Only one stretch of the data below should be repeated: the lines from the line containing "(JsValue::Null, JsValue::Null) =>" through the line containing "let n = if n", inclusive, exactly as they are.

■ **EXTRACTED ENTRIES**

Content starts

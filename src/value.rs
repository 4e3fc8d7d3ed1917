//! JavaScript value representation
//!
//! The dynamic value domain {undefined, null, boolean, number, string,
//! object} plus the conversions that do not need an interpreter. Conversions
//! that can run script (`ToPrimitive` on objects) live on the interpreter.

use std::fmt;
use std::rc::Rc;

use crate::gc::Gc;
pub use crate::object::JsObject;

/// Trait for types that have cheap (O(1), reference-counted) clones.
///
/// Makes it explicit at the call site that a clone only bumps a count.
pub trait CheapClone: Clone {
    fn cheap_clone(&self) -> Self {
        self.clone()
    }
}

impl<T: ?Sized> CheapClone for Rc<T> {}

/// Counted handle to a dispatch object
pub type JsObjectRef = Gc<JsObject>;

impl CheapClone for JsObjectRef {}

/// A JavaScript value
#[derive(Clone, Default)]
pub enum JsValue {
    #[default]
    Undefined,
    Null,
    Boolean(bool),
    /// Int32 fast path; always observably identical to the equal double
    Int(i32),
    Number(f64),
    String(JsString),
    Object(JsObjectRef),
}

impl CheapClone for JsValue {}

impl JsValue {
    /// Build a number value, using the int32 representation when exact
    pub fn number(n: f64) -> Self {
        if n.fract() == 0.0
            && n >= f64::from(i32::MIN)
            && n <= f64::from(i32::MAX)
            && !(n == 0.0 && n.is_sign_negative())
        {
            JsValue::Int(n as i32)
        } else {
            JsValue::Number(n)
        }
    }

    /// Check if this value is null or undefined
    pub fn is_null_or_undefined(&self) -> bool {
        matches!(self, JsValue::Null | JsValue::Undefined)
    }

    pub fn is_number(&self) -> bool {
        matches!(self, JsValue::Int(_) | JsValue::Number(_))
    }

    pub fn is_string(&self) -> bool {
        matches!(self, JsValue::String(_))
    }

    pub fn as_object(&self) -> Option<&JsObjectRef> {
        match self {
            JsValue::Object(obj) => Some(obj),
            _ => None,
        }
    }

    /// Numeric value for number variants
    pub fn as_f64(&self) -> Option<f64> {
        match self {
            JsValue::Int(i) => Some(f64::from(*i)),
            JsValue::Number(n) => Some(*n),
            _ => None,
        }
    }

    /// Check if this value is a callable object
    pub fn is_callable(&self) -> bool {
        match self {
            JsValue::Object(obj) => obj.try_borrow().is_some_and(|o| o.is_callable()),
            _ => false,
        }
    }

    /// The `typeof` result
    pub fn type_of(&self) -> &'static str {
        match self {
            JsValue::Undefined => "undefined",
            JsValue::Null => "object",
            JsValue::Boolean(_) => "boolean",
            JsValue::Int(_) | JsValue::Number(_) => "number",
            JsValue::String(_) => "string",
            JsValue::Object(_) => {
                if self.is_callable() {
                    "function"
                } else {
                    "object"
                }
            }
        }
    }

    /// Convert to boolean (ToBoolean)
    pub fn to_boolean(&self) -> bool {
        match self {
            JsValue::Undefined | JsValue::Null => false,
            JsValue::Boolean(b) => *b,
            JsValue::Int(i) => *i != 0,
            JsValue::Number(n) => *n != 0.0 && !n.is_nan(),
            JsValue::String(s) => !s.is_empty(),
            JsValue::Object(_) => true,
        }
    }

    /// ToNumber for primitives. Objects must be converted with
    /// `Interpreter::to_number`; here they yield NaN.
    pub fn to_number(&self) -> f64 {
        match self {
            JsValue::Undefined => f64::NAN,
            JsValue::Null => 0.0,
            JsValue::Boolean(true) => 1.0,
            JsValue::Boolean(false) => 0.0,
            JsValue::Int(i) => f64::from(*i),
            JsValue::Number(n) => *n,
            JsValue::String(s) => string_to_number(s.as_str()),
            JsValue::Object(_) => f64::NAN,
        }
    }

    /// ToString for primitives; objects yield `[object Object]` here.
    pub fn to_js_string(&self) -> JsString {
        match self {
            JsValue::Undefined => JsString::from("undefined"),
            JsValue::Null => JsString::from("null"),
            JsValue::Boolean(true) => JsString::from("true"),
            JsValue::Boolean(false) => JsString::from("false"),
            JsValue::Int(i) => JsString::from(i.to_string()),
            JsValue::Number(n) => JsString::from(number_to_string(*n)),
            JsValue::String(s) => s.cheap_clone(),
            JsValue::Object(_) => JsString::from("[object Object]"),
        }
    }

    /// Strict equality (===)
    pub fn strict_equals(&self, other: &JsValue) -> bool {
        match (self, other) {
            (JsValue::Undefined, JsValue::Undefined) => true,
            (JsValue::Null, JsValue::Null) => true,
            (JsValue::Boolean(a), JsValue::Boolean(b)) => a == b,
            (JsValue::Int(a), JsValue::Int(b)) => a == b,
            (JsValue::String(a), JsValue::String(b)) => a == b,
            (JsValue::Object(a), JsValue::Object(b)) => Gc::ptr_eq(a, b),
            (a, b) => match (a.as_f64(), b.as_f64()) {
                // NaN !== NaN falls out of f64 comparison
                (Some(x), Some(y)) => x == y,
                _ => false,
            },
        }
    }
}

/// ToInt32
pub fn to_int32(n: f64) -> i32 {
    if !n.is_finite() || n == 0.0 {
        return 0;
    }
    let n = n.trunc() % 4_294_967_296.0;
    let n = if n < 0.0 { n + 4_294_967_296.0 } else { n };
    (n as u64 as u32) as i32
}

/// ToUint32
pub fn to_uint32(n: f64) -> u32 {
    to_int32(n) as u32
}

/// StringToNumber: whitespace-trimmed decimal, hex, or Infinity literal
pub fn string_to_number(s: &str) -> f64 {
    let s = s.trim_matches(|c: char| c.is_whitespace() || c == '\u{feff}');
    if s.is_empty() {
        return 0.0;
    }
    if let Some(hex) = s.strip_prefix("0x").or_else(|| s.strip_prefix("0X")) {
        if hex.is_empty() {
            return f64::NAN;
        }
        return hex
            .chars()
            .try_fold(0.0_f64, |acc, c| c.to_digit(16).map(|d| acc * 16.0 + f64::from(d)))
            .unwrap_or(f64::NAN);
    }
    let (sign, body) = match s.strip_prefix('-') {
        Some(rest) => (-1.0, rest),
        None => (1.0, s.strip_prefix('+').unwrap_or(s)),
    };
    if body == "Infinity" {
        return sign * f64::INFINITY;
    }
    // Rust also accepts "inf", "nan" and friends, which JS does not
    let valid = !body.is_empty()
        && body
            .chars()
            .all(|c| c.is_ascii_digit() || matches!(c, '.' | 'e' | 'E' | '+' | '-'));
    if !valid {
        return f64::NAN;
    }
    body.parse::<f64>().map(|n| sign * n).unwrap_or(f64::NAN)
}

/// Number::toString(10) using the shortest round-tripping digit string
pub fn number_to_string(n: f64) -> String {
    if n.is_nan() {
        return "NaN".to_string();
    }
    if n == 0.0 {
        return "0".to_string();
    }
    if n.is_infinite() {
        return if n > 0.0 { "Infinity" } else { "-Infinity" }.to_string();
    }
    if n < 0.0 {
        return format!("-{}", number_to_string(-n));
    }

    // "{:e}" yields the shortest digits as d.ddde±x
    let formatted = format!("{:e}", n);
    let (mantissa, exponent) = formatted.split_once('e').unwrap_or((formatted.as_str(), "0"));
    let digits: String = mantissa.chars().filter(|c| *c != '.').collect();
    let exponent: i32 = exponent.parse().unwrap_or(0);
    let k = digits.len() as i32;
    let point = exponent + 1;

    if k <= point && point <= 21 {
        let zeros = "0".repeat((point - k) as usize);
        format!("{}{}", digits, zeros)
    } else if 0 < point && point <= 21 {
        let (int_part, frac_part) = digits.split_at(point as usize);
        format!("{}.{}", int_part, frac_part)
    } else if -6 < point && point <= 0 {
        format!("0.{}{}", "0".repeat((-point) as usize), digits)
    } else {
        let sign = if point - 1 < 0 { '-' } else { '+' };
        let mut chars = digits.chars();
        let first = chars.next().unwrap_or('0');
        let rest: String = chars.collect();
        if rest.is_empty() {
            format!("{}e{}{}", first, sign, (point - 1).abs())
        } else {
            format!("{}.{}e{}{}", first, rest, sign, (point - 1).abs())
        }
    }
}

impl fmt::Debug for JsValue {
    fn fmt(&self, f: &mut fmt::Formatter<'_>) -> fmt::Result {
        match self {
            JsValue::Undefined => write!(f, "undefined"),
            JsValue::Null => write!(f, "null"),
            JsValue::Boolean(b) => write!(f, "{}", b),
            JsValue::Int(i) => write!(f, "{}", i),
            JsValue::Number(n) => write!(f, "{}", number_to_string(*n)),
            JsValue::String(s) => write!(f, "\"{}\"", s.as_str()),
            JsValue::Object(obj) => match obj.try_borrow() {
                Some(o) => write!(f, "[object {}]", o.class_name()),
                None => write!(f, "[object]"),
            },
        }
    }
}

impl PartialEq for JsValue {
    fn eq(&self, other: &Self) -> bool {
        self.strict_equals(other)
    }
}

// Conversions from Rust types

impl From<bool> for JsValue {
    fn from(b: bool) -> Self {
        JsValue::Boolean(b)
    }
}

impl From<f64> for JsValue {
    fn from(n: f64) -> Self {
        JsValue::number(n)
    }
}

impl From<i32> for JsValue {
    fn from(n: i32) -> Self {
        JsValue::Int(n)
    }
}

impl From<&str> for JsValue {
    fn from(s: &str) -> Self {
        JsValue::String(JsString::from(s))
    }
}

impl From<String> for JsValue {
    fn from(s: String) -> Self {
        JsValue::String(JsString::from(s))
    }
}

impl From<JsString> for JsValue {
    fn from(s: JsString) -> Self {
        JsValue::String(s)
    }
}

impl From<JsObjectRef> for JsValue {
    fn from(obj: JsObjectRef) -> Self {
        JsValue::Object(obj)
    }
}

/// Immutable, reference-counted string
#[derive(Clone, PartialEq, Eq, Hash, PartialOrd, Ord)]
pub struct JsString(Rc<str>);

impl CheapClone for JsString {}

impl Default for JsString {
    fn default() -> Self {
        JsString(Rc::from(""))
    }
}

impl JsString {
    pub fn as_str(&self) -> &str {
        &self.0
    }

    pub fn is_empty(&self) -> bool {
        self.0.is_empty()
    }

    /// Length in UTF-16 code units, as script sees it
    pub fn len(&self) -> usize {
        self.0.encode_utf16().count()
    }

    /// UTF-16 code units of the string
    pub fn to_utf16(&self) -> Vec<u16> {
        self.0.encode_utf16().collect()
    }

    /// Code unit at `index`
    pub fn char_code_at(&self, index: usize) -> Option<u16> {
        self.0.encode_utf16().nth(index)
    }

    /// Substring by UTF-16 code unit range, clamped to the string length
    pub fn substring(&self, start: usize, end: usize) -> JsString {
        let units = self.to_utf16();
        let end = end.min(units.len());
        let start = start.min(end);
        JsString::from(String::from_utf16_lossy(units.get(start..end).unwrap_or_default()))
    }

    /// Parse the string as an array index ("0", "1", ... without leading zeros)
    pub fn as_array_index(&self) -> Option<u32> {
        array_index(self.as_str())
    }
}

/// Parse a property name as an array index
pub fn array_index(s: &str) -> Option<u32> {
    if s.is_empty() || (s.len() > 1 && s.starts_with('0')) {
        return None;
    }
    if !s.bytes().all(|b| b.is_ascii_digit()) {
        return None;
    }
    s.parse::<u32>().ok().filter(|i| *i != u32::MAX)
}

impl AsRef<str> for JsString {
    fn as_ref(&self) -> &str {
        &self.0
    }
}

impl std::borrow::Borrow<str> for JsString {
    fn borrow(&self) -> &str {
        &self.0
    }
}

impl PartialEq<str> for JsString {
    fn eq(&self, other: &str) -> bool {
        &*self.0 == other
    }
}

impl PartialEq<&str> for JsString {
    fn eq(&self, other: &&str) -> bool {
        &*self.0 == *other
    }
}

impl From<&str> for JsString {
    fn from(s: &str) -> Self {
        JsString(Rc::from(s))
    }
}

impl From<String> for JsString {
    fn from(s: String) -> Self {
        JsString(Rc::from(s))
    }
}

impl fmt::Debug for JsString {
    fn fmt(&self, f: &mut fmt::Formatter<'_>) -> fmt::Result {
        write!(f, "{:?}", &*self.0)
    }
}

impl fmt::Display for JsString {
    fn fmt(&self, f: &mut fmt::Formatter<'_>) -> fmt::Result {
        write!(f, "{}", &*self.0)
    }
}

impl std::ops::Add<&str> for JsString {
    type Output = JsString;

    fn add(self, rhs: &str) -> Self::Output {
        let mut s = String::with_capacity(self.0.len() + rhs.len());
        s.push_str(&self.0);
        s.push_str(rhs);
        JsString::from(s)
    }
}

Content ends

■ **RESULT**
            (JsValue::Null, JsValue::Null) => true,
            (JsValue::Boolean(a), JsValue::Boolean(b)) => a == b,
            (JsValue::Int(a), JsValue::Int(b)) => a == b,
            (JsValue::String(a), JsValue::String(b)) => a == b,
            (JsValue::Object(a), JsValue::Object(b)) => Gc::ptr_eq(a, b),
            (a, b) => match (a.as_f64(), b.as_f64()) {
                // NaN !== NaN falls out of f64 comparison
                (Some(x), Some(y)) => x == y,
                _ => false,
            },
        }
    }
}

/// ToInt32
pub fn to_int32(n: f64) -> i32 {
    if !n.is_finite() || n == 0.0 {
        return 0;
    }
    let n = n.trunc() % 4_294_967_296.0;
    let n = if n < 0.0 { n + 4_294_967_296.0 } else { n };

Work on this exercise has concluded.